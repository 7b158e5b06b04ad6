//! Per-genome statistics table
//!
//! The table is produced once per run by the stats collaborators (`genome`,
//! `mash`), persisted as CSV and never mutated by the cascade. Column names
//! are resolved through a [`ColumnMap`], so the older column layout and the
//! current one feed the same filtering code.

use indexmap::IndexMap;
use serde::{Deserialize, Serialize};
use std::collections::BTreeSet;
use std::io::Read;
use std::path::Path;

use crate::error::{QcError, QcResult};
use crate::persist::write_atomic;
use crate::tolerance::Criterion;

/// One row of the stats table
#[derive(Debug, Clone, PartialEq, Serialize, Deserialize)]
pub struct GenomeRecord {
    pub id: String,
    pub unknown_bases: u64,
    pub contigs: u64,
    pub assembly_size: u64,
    /// Mean pairwise distance to the other members of the group
    pub distance: f64,
}

impl GenomeRecord {
    /// Measurement a criterion filters on
    pub fn value(&self, criterion: Criterion) -> f64 {
        match criterion {
            Criterion::Unknowns => self.unknown_bases as f64,
            Criterion::Contigs => self.contigs as f64,
            Criterion::AssemblySize => self.assembly_size as f64,
            Criterion::Distance => self.distance,
        }
    }
}

/// Header names for the id column and each measurement
#[derive(Debug, Clone, PartialEq, Eq)]
pub struct ColumnMap {
    pub id: String,
    pub unknown_bases: String,
    pub contigs: String,
    pub assembly_size: String,
    pub distance: String,
}

impl Default for ColumnMap {
    fn default() -> Self {
        ColumnMap {
            id: "id".to_string(),
            unknown_bases: "unknown_bases".to_string(),
            contigs: "contigs".to_string(),
            assembly_size: "assembly_size".to_string(),
            distance: "distance".to_string(),
        }
    }
}

impl ColumnMap {
    /// Older layout: unnamed index column, capitalised measurement names
    pub fn legacy() -> Self {
        ColumnMap {
            id: String::new(),
            unknown_bases: "N_Count".to_string(),
            contigs: "Contigs".to_string(),
            assembly_size: "Assembly_Size".to_string(),
            distance: "MASH".to_string(),
        }
    }
}

/// id -> record, unique keys, insertion order kept for stable output
#[derive(Debug, Clone, Default, PartialEq)]
pub struct StatsTable {
    records: IndexMap<String, GenomeRecord>,
}

impl StatsTable {
    /// Build a table, rejecting duplicate ids and implausible values
    pub fn from_records<I>(records: I) -> QcResult<Self>
    where
        I: IntoIterator<Item = GenomeRecord>,
    {
        let mut map = IndexMap::new();
        for record in records {
            validate_record(&record)?;
            if map.contains_key(&record.id) {
                return Err(QcError::MalformedInput(format!(
                    "duplicate genome id '{}'",
                    record.id
                )));
            }
            map.insert(record.id.clone(), record);
        }
        Ok(StatsTable { records: map })
    }

    pub fn len(&self) -> usize {
        self.records.len()
    }

    pub fn is_empty(&self) -> bool {
        self.records.is_empty()
    }

    pub fn get(&self, id: &str) -> Option<&GenomeRecord> {
        self.records.get(id)
    }

    pub fn records(&self) -> impl Iterator<Item = &GenomeRecord> {
        self.records.values()
    }

    pub fn ids(&self) -> impl Iterator<Item = &str> {
        self.records.keys().map(String::as_str)
    }

    /// Id set, ignoring order
    pub fn id_set(&self) -> BTreeSet<String> {
        self.records.keys().cloned().collect()
    }

    /// Load a persisted table using the default column names
    pub fn read_csv<P: AsRef<Path>>(path: P) -> QcResult<Self> {
        Self::read_csv_with(path, &ColumnMap::default())
    }

    pub fn read_csv_with<P: AsRef<Path>>(path: P, columns: &ColumnMap) -> QcResult<Self> {
        let path = path.as_ref();
        let file = std::fs::File::open(path).map_err(|e| QcError::persistence(path, e))?;
        Self::from_reader(file, columns).map_err(|e| match e {
            QcError::MalformedInput(msg) => {
                QcError::MalformedInput(format!("{}: {msg}", path.display()))
            }
            other => other,
        })
    }

    /// Parse CSV from any reader
    pub fn from_reader<R: Read>(reader: R, columns: &ColumnMap) -> QcResult<Self> {
        let mut csv_reader = csv::ReaderBuilder::new()
            .has_headers(true)
            .trim(csv::Trim::All)
            .from_reader(reader);

        let headers = csv_reader
            .headers()
            .map_err(|e| QcError::MalformedInput(format!("unreadable header: {e}")))?
            .clone();
        let find = |name: &str| -> QcResult<usize> {
            headers.iter().position(|h| h == name).ok_or_else(|| {
                QcError::MalformedInput(format!("missing required column '{name}'"))
            })
        };
        let id_col = find(&columns.id)?;
        let unknowns_col = find(&columns.unknown_bases)?;
        let contigs_col = find(&columns.contigs)?;
        let size_col = find(&columns.assembly_size)?;
        let distance_col = find(&columns.distance)?;

        let mut records = Vec::new();
        for (row, result) in csv_reader.records().enumerate() {
            let line = row + 2; // 1-based, after the header
            let fields =
                result.map_err(|e| QcError::MalformedInput(format!("line {line}: {e}")))?;
            let cell = |col: usize| fields.get(col).unwrap_or("");

            let id = cell(id_col);
            if id.is_empty() {
                return Err(QcError::MalformedInput(format!("line {line}: empty id")));
            }
            records.push(GenomeRecord {
                id: id.to_string(),
                unknown_bases: parse_count(cell(unknowns_col), &columns.unknown_bases, line)?,
                contigs: parse_count(cell(contigs_col), &columns.contigs, line)?,
                assembly_size: parse_count(cell(size_col), &columns.assembly_size, line)?,
                distance: cell(distance_col).parse::<f64>().map_err(|_| {
                    QcError::MalformedInput(format!(
                        "line {line}: invalid {} value '{}'",
                        columns.distance,
                        cell(distance_col)
                    ))
                })?,
            });
        }

        if records.is_empty() {
            return Err(QcError::MalformedInput("stats table has no rows".into()));
        }
        Self::from_records(records)
    }

    /// Persist with the default column names
    pub fn write_csv<P: AsRef<Path>>(&self, path: P) -> QcResult<()> {
        let path = path.as_ref();
        write_atomic(path, |w| {
            let mut writer = csv::Writer::from_writer(w);
            for record in self.records() {
                writer
                    .serialize(record)
                    .map_err(|e| QcError::persistence(path, e))?;
            }
            writer.flush().map_err(|e| QcError::persistence(path, e))
        })
    }
}

/// Counts may have been written as floats ("1234.0") by other tools
fn parse_count(raw: &str, column: &str, line: usize) -> QcResult<u64> {
    if let Ok(n) = raw.parse::<u64>() {
        return Ok(n);
    }
    match raw.parse::<f64>() {
        Ok(v) if v >= 0.0 && v.fract() == 0.0 && v <= u64::MAX as f64 => Ok(v as u64),
        _ => Err(QcError::MalformedInput(format!(
            "line {line}: invalid {column} value '{raw}'"
        ))),
    }
}

fn validate_record(record: &GenomeRecord) -> QcResult<()> {
    if record.contigs == 0 {
        return Err(QcError::MalformedInput(format!(
            "genome '{}' has no contigs",
            record.id
        )));
    }
    if record.assembly_size == 0 {
        return Err(QcError::MalformedInput(format!(
            "genome '{}' has an empty assembly",
            record.id
        )));
    }
    if !record.distance.is_finite() || record.distance < 0.0 {
        return Err(QcError::MalformedInput(format!(
            "genome '{}' has invalid distance {}",
            record.id, record.distance
        )));
    }
    Ok(())
}

#[cfg(test)]
mod tests {
    use super::*;
    use tempfile::TempDir;

    fn record(id: &str, contigs: u64) -> GenomeRecord {
        GenomeRecord {
            id: id.to_string(),
            unknown_bases: 0,
            contigs,
            assembly_size: 5_000_000,
            distance: 0.01,
        }
    }

    #[test]
    fn test_duplicate_ids_rejected() {
        let err = StatsTable::from_records(vec![record("a", 3), record("a", 4)]).unwrap_err();
        assert!(matches!(err, QcError::MalformedInput(ref m) if m.contains("duplicate")));
    }

    #[test]
    fn test_zero_contigs_rejected() {
        assert!(StatsTable::from_records(vec![record("a", 0)]).is_err());
    }

    #[test]
    fn test_csv_roundtrip_preserves_order() {
        let dir = TempDir::new().unwrap();
        let path = dir.path().join("stats.csv");
        let table =
            StatsTable::from_records(vec![record("GCA_2.1", 3), record("GCA_1.1", 40)]).unwrap();
        table.write_csv(&path).unwrap();

        let loaded = StatsTable::read_csv(&path).unwrap();
        assert_eq!(loaded, table);
        assert_eq!(loaded.ids().collect::<Vec<_>>(), vec!["GCA_2.1", "GCA_1.1"]);
    }

    #[test]
    fn test_legacy_columns() {
        let csv = ",N_Count,Contigs,Assembly_Size,MASH\n\
                   g1,12,80,4500000.0,0.012\n\
                   g2,0,3,4600000,0.011\n";
        let table = StatsTable::from_reader(csv.as_bytes(), &ColumnMap::legacy()).unwrap();
        assert_eq!(table.len(), 2);
        let g1 = table.get("g1").unwrap();
        assert_eq!(g1.unknown_bases, 12);
        assert_eq!(g1.assembly_size, 4_500_000);
        assert_eq!(g1.value(Criterion::Distance), 0.012);
    }

    #[test]
    fn test_missing_column() {
        let csv = "id,unknown_bases,contigs,assembly_size\ng1,0,1,10\n";
        let err = StatsTable::from_reader(csv.as_bytes(), &ColumnMap::default()).unwrap_err();
        assert!(err.to_string().contains("'distance'"));
    }

    #[test]
    fn test_bad_cell_and_empty_table() {
        let csv = "id,unknown_bases,contigs,assembly_size,distance\ng1,x,1,10,0.1\n";
        assert!(StatsTable::from_reader(csv.as_bytes(), &ColumnMap::default()).is_err());

        let csv = "id,unknown_bases,contigs,assembly_size,distance\n";
        let err = StatsTable::from_reader(csv.as_bytes(), &ColumnMap::default()).unwrap_err();
        assert!(err.to_string().contains("no rows"));
    }

    #[test]
    fn test_missing_file_is_persistence_error() {
        let dir = TempDir::new().unwrap();
        let err = StatsTable::read_csv(dir.path().join("nope.csv")).unwrap_err();
        assert!(matches!(err, QcError::Persistence { .. }));
    }
}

§ **EXERCISE REQUIREMENTS**
Copy out the entries above exactly as given, starting at the top and ending with the line containing "of the group"; include both and nothing more.

§ **RESPONSE AREA**
repository 7b158e5b06b04ad6
//! Per-genome statistics table
//!
//! The table is produced once per run by the stats collaborators (`genome`,
//! `mash`), persisted as CSV and never mutated by the cascade. Column names
//! are resolved through a [`ColumnMap`], so the older column layout and the
//! current one feed the same filtering code.

use indexmap::IndexMap;
use serde::{Deserialize, Serialize};
use std::collections::BTreeSet;
use std::io::Read;
use std::path::Path;

use crate::error::{QcError, QcResult};
use crate::persist::write_atomic;
use crate::tolerance::Criterion;

/// One row of the stats table
#[derive(Debug, Clone, PartialEq, Serialize, Deserialize)]
pub struct GenomeRecord {
    pub id: String,
    pub unknown_bases: u64,
    pub contigs: u64,
    pub assembly_size: u64,
    /// Mean pairwise distance to the other members of the group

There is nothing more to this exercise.